Anchor-chain molecular system for orientation control in enzyme immobilization.

An anchor-chain molecular system was constructed for controlled orientation and high activity in enzyme immobilization. A streptavidin recognition peptide (streptag) coding sequence was fused to the 3' end of the phoA gene, which codes for E. coli alkaline phosphatase (EAP). Both the wild-type (WT) and the Asp-101 --> Ser (D1O1S) mutant were modified with the streptag sequence with or without the insertion of a flexible linker peptide [-(Gly-Ser)(5)-] coding sequence. The fused genes were cloned into the vector pASK75 and expressed in the periplasm of the host cell Escherichia coli SM547. The proteins were released by osmotic shock and purified by ion-exchange chromatography. Enzyme activities of all proteins were measured spectrophotometrically with rho-nitrophenyl phosphate as the substrate. Specific activities of D101S-streptag and D101S-linker-streptag enzymes were increased 25- or 34-fold over the WT, respectively. These fusion proteins were then immobilized on microtiter plates through streptag-streptavidin binding reaction.

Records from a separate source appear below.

//! Standalone HTML page around a rendered document.
//!
//! The page has three columns: the document list, the content with an
//! "edit this page" link, and the table of contents. A small inline script
//! handles anchor scrolling, copy buttons and active-section highlighting in
//! the browser; everything else is plain links.

use std::fmt::Write as _;

use super::viewport::RootMargin;
use crate::document::{RenderedDocument, TocEntry, escape_html};
use crate::links::LinkResolver;
use crate::site::{DocumentDescriptor, Site};

/// Inputs for one page.
#[derive(Debug, Clone, Copy)]
pub struct Page<'a> {
    pub site: &'a Site,
    pub resolver: &'a LinkResolver,
    pub document: &'a DocumentDescriptor,
    pub rendered: &'a RenderedDocument,
    /// TOC entry to mark as current, if any
    pub active: Option<&'a str>,
    /// The document is still being fetched
    pub loading: bool,
    pub root_margin: RootMargin,
}

impl Page<'_> {
    /// Render the complete HTML document.
    pub fn render(&self) -> String {
        let mut html = String::with_capacity(self.rendered.html.len() + 8 * 1024);
        let heading = self
            .rendered
            .title
            .as_deref()
            .filter(|_| !self.loading)
            .unwrap_or(&self.document.title);
        let title = format!("{heading} - {}", self.site.name);

        let _ = write!(
            html,
            "<!DOCTYPE html>\n<html lang=\"en\">\n<head>\n<meta charset=\"utf-8\">\n\
             <meta name=\"viewport\" content=\"width=device-width, initial-scale=1\">\n\
             <title>{}</title>\n<style>{STYLE}</style>\n</head>\n<body>\n",
            escape_html(&title)
        );
        html.push_str("<div class=\"docs\">\n");
        self.write_sidebar(&mut html);
        self.write_content(&mut html);
        if self.loading {
            write_toc(&mut html, &[], None);
        } else {
            write_toc(&mut html, &self.rendered.toc, self.active);
        }
        html.push_str("</div>\n");
        let _ = write!(
            html,
            "<script>\nconst ROOT_MARGIN = \"{}\";\n{SCRIPT}</script>\n",
            self.root_margin
        );
        html.push_str("</body>\n</html>\n");
        html
    }

    fn write_sidebar(&self, html: &mut String) {
        let _ = writeln!(
            html,
            "<aside class=\"sidebar\">\n<div class=\"project\">{}</div>\n<nav class=\"documents\">",
            escape_html(&self.site.name)
        );
        for doc in &self.site.documents {
            let current = doc.id == self.document.id;
            let _ = writeln!(
                html,
                "<a class=\"document{}\" href=\"{}\" data-doc=\"{}\"{}><span class=\"title\">{}</span>\
                 <span class=\"description\">{}</span></a>",
                if current { " current" } else { "" },
                escape_html(&self.resolver.route_for(&doc.id)),
                escape_html(&doc.id),
                if current { " aria-current=\"page\"" } else { "" },
                escape_html(&doc.title),
                escape_html(&doc.description),
            );
        }
        let _ = writeln!(
            html,
            "</nav>\n<a class=\"repository\" href=\"{}\" target=\"_blank\" rel=\"noopener noreferrer\">\
             View on GitHub</a>\n</aside>",
            escape_html(&self.site.browse_base)
        );
    }

    fn write_content(&self, html: &mut String) {
        let _ = writeln!(
            html,
            "<main class=\"content\">\n<nav class=\"breadcrumb\">Docs &rsaquo; <span>{}</span></nav>\n\
             <article class=\"markdown\">",
            escape_html(&self.document.title)
        );
        if self.loading {
            html.push_str(LOADING_HTML);
        } else {
            html.push_str(&self.rendered.html);
        }
        let _ = writeln!(
            html,
            "</article>\n<footer class=\"edit\"><a href=\"{}\" target=\"_blank\" \
             rel=\"noopener noreferrer\">Edit this page on GitHub</a></footer>\n</main>",
            escape_html(&self.site.edit_url(self.document))
        );
    }
}

fn write_toc(html: &mut String, toc: &[TocEntry], active: Option<&str>) {
    html.push_str("<aside class=\"toc\">\n");
    if !toc.is_empty() {
        html.push_str("<p class=\"toc-title\">On this page</p>\n<nav>\n");
        for entry in toc {
            let current = active == Some(entry.id.as_str());
            let _ = writeln!(
                html,
                "<a class=\"toc-entry level-{}{}\" href=\"#{}\">{}</a>",
                entry.level,
                if current { " active" } else { "" },
                escape_html(&entry.id),
                escape_html(&entry.text),
            );
        }
        html.push_str("</nav>\n");
    }
    html.push_str("</aside>\n");
}

const LOADING_HTML: &str = "<p class=\"loading\" aria-busy=\"true\">Loading\u{2026}</p>\n";

const STYLE: &str = "
body { margin: 0; font-family: system-ui, sans-serif; color: #1f2328; }
.docs { display: flex; min-height: 100vh; }
.sidebar { width: 16rem; flex-shrink: 0; border-right: 1px solid #d0d7de; padding: 1rem; }
.sidebar .project { font-weight: 600; font-size: 1.1rem; margin-bottom: 1rem; }
.sidebar .document { display: block; padding: .5rem .75rem; border-radius: .75rem; color: inherit; text-decoration: none; }
.sidebar .document.current { background: #0969da; color: #fff; }
.sidebar .description { display: block; font-size: .75rem; opacity: .7; }
.content { flex: 1; min-width: 0; max-width: 48rem; margin: 0 auto; padding: 2rem; }
.breadcrumb { font-size: .875rem; color: #59636e; margin-bottom: 1.5rem; }
.markdown h1, .markdown h2, .markdown h3, .markdown h4 { scroll-margin-top: 80px; }
.code-block { border: 1px solid #d0d7de; border-radius: .75rem; margin: 1rem 0; overflow: hidden; }
.code-header { display: flex; justify-content: space-between; padding: .25rem .75rem; background: #f6f8fa; font-size: .75rem; }
.code-block pre { margin: 0; padding: 1rem; overflow-x: auto; }
.edit { margin-top: 3rem; padding-top: 1.5rem; border-top: 1px solid #d0d7de; font-size: .875rem; }
.toc { width: 14rem; flex-shrink: 0; padding: 2rem 1rem; }
.toc nav { position: sticky; top: 5rem; }
.toc-title { font-size: .75rem; font-weight: 600; text-transform: uppercase; }
.toc-entry { display: block; font-size: .875rem; padding: .25rem 0; color: #59636e; text-decoration: none; }
.toc-entry.level-3 { padding-left: .75rem; }
.toc-entry.level-4 { padding-left: 1.5rem; }
.toc-entry.active { color: #0969da; font-weight: 500; }
.loading { color: #59636e; }
";

const SCRIPT: &str = r##"
let observer = null;
function observeHeadings() {
  if (observer) observer.disconnect();
  const entries = Array.from(document.querySelectorAll(".toc-entry"));
  observer = new IntersectionObserver((changes) => {
    changes.forEach((change) => {
      if (change.isIntersecting) {
        entries.forEach((entry) => {
          entry.classList.toggle("active", entry.getAttribute("href") === "#" + change.target.id);
        });
      }
    });
  }, { rootMargin: ROOT_MARGIN });
  entries.forEach((entry) => {
    const heading = document.getElementById(entry.getAttribute("href").slice(1));
    if (heading) observer.observe(heading);
  });
}
function showDocument(href, push) {
  fetch(href)
    .then((response) => {
      if (!response.ok) throw new Error(response.status);
      return response.text();
    })
    .then((text) => {
      const next = new DOMParser().parseFromString(text, "text/html");
      const docs = next.querySelector(".docs");
      if (!docs) throw new Error("not a document page");
      document.querySelector(".docs").replaceWith(docs);
      document.title = next.title;
      if (push) history.pushState({ href }, "", href);
      const hash = decodeURIComponent(new URL(href, location.href).hash.slice(1));
      const target = hash && document.getElementById(hash);
      if (target) target.scrollIntoView(); else window.scrollTo(0, 0);
      observeHeadings();
    })
    .catch(() => { window.location.href = href; });
}
document.addEventListener("click", (event) => {
  if (event.defaultPrevented || event.button !== 0) return;
  if (event.metaKey || event.ctrlKey || event.shiftKey || event.altKey) return;
  const doc = event.target.closest("a[data-doc]");
  if (doc) {
    event.preventDefault();
    showDocument(doc.href, true);
    return;
  }
  const anchor = event.target.closest("a[data-anchor]");
  if (anchor) {
    const target = document.getElementById(anchor.dataset.anchor);
    if (target) {
      event.preventDefault();
      target.scrollIntoView({ behavior: "smooth" });
    }
    return;
  }
  const button = event.target.closest("button.copy-button");
  if (button) {
    const code = button.closest(".code-block").querySelector("code").innerText;
    navigator.clipboard.writeText(code).catch(() => {});
    button.textContent = "Copied";
    setTimeout(() => { button.textContent = "Copy"; }, 2000);
  }
});
window.addEventListener("popstate", () => showDocument(location.href, false));
window.addEventListener("pagehide", () => { if (observer) observer.disconnect(); });
observeHeadings();
"##;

After immobilization, the D101S-linker-streptag enzyme displayed the highest residual activity and the ratio of enzyme activities of the linker to nonlinker enzymes was 8.4. These results show that the addition of a linker peptide provides a spacer so as to minimize steric hindrance between the enzyme and streptavidin. The method provides a solution for controlled enzyme immobilization with high recover activity, which is especially important in construction of biosensors, biochips, or other biodevices.